▶ _Requirement_
Starting with the line that contains "skipped.reason", copy every remaining line of the data below exactly, the last one included.

Stored dataset items:
•••
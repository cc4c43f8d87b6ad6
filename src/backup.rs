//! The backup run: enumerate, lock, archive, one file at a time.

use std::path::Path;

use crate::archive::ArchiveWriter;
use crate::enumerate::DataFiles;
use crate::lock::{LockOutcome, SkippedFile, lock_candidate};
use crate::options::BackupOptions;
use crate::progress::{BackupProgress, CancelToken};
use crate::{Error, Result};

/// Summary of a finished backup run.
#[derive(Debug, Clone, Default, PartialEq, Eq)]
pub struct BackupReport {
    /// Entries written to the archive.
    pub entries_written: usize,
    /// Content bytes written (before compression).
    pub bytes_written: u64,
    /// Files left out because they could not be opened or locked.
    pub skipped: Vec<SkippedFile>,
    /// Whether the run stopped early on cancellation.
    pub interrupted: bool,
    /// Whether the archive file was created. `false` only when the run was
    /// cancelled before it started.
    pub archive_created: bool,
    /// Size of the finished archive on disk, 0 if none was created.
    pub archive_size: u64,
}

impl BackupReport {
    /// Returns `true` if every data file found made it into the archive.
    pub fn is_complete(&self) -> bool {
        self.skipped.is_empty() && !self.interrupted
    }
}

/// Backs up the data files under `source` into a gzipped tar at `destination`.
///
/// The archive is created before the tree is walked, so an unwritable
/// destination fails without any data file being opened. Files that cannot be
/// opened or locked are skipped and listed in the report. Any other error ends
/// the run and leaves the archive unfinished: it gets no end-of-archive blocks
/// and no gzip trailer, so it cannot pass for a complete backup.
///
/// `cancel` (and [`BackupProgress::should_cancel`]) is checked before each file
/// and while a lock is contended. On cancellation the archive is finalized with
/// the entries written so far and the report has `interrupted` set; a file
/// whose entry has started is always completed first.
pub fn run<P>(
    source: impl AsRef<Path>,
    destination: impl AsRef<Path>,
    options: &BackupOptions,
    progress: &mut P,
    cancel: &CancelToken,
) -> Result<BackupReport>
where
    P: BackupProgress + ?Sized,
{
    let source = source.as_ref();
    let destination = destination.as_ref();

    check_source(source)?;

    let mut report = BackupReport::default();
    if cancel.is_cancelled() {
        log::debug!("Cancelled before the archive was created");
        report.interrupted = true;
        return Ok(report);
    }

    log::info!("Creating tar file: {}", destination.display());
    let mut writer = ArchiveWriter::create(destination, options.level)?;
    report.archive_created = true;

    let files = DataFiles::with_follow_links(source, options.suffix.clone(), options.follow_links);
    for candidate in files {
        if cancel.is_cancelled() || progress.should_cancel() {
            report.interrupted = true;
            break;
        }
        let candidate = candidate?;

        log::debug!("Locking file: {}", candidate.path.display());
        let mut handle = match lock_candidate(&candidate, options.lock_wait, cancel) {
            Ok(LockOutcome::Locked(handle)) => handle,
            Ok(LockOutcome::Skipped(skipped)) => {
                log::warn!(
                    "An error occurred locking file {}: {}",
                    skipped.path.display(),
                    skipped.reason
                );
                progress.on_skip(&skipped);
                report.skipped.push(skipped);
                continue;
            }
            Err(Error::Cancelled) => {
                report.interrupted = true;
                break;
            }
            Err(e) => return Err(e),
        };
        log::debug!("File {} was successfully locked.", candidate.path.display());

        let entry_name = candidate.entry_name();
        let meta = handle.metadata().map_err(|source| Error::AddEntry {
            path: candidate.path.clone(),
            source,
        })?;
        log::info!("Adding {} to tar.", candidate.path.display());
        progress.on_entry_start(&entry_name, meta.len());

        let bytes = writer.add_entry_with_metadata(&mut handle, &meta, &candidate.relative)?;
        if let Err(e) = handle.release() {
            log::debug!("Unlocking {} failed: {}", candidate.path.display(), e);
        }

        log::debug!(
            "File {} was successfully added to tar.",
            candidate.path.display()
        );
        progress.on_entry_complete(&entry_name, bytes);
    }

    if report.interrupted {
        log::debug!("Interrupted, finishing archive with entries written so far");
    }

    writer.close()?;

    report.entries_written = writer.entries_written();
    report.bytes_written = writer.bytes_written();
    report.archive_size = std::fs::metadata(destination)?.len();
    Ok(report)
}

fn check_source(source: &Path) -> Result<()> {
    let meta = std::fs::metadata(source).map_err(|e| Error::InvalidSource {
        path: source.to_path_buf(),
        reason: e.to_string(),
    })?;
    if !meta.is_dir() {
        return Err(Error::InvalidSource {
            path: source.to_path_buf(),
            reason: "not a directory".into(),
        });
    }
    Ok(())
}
•••
▶ _Result of the exercise_
                    skipped.reason
                );
                progress.on_skip(&skipped);
                report.skipped.push(skipped);
                continue;
            }
            Err(Error::Cancelled) => {
                report.interrupted = true;
                break;
            }
            Err(e) => return Err(e),
        };
        log::debug!("File {} was successfully locked.", candidate.path.display());

        let entry_name = candidate.entry_name();
        let meta = handle.metadata().map_err(|source| Error::AddEntry {
            path: candidate.path.clone(),
            source,
        })?;
        log::info!("Adding {} to tar.", candidate.path.display());
        progress.on_entry_start(&entry_name, meta.len());

        let bytes = writer.add_entry_with_metadata(&mut handle, &meta, &candidate.relative)?;
        if let Err(e) = handle.release() {
            log::debug!("Unlocking {} failed: {}", candidate.path.display(), e);
        }

        log::debug!(
            "File {} was successfully added to tar.",
            candidate.path.display()
        );
        progress.on_entry_complete(&entry_name, bytes);
    }

    if report.interrupted {
        log::debug!("Interrupted, finishing archive with entries written so far");
    }

    writer.close()?;

    report.entries_written = writer.entries_written();
    report.bytes_written = writer.bytes_written();
    report.archive_size = std::fs::metadata(destination)?.len();
    Ok(report)
}

fn check_source(source: &Path) -> Result<()> {
    let meta = std::fs::metadata(source).map_err(|e| Error::InvalidSource {
        path: source.to_path_buf(),
        reason: e.to_string(),
    })?;
    if !meta.is_dir() {
        return Err(Error::InvalidSource {
            path: source.to_path_buf(),
            reason: "not a directory".into(),
        });
    }
    Ok(())
}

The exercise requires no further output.